> _To do_:
Scan the records for lines with the word "Some", and copy every such line.

━━ Working data

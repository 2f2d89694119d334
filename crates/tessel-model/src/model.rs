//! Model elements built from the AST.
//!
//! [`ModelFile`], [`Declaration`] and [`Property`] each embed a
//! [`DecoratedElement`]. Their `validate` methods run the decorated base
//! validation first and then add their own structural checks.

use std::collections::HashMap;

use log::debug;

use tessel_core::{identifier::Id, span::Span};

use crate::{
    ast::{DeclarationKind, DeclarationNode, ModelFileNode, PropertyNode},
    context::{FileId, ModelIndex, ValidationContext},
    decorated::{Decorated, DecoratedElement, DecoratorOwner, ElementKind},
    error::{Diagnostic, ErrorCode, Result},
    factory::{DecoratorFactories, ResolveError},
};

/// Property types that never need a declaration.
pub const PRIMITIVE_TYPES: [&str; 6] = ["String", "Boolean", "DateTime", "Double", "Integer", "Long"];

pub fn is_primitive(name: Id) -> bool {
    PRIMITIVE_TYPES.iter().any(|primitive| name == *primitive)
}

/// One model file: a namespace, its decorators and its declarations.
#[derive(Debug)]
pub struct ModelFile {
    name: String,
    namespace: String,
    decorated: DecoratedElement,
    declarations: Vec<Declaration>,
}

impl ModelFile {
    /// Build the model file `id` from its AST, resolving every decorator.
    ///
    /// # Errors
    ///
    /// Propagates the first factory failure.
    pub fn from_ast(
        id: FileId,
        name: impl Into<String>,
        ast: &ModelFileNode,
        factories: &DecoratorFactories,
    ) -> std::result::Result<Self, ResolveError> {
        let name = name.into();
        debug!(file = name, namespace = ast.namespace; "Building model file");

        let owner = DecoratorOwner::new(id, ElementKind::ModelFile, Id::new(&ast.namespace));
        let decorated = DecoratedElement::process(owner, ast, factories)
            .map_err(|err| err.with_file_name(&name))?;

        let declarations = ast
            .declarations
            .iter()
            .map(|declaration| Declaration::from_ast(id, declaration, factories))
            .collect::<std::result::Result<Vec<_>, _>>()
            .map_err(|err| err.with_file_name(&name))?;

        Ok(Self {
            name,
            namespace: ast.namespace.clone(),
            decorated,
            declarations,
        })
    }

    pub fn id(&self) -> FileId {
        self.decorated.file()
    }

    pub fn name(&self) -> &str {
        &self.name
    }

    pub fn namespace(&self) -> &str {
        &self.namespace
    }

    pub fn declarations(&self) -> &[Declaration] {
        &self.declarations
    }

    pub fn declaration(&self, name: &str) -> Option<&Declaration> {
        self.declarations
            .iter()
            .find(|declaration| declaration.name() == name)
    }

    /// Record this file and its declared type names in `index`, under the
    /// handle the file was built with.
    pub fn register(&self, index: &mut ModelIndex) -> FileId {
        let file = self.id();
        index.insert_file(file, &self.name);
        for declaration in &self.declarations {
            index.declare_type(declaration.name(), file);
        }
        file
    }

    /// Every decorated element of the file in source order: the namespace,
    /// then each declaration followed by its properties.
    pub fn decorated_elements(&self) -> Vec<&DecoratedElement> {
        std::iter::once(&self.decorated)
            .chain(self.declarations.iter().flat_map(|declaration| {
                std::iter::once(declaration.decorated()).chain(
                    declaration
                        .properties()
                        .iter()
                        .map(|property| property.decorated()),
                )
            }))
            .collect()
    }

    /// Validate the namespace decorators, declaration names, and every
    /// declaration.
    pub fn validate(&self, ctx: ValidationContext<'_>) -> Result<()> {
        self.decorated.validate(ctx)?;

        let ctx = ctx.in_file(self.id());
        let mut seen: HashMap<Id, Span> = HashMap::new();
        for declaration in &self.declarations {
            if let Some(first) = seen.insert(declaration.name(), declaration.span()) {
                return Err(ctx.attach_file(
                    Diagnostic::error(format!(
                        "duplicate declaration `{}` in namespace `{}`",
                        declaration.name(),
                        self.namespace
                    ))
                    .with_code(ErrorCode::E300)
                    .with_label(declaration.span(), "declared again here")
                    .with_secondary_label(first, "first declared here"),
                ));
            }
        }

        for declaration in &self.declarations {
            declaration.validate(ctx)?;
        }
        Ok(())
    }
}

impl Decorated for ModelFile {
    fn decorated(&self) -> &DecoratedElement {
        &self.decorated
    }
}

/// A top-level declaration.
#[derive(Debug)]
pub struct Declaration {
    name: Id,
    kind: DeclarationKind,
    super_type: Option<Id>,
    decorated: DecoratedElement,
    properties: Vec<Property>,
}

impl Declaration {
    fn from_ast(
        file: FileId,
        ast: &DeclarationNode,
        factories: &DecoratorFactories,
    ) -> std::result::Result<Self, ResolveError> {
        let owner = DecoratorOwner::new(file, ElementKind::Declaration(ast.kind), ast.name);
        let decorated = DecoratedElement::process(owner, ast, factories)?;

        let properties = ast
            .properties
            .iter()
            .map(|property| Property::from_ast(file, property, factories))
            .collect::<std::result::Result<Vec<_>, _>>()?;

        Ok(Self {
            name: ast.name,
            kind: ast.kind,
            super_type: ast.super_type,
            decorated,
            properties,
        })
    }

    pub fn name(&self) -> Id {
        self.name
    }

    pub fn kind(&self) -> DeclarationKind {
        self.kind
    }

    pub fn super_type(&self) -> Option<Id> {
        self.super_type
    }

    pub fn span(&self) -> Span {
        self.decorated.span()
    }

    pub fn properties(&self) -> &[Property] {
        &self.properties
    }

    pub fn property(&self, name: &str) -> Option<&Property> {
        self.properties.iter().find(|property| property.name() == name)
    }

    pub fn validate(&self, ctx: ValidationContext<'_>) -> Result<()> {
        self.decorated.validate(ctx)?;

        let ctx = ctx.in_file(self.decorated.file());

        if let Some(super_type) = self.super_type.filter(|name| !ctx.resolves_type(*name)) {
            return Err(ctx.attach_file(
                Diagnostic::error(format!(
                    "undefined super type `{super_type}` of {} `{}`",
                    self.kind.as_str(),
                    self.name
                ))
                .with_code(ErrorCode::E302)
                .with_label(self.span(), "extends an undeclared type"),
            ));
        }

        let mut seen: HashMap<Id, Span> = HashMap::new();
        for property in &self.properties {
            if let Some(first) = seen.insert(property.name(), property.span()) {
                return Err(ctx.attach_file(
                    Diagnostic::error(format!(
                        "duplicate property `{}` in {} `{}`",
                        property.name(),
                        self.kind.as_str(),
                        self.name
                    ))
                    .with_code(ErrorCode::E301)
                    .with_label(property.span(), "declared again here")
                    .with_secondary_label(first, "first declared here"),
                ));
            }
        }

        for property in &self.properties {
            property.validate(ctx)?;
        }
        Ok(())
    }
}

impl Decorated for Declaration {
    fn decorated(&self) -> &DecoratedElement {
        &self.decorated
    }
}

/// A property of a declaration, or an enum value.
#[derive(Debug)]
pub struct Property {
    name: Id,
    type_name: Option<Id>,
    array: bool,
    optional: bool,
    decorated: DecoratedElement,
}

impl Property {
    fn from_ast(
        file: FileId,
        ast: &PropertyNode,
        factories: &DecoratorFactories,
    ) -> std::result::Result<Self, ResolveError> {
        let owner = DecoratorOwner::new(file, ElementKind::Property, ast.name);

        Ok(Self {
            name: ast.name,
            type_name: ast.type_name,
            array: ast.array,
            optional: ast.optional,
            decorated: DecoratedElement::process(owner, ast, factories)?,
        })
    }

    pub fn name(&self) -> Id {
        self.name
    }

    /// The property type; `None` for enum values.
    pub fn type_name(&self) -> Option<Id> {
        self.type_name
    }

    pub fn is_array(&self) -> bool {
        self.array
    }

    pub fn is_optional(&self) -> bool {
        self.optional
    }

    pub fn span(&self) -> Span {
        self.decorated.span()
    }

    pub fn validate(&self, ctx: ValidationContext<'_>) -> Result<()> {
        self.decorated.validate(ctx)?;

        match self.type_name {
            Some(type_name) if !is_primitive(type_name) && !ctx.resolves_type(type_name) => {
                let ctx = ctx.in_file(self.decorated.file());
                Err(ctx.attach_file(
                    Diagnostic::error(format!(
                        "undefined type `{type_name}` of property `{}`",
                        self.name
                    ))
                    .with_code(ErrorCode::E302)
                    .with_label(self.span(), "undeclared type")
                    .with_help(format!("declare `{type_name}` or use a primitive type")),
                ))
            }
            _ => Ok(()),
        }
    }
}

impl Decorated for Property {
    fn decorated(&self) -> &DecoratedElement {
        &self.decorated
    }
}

━━━━

> _Task solution_:
            if let Some(first) = seen.insert(declaration.name(), declaration.span()) {
        if let Some(super_type) = self.super_type.filter(|name| !ctx.resolves_type(*name)) {
            if let Some(first) = seen.insert(property.name(), property.span()) {
            Some(type_name) if !is_primitive(type_name) && !ctx.resolves_type(type_name) => {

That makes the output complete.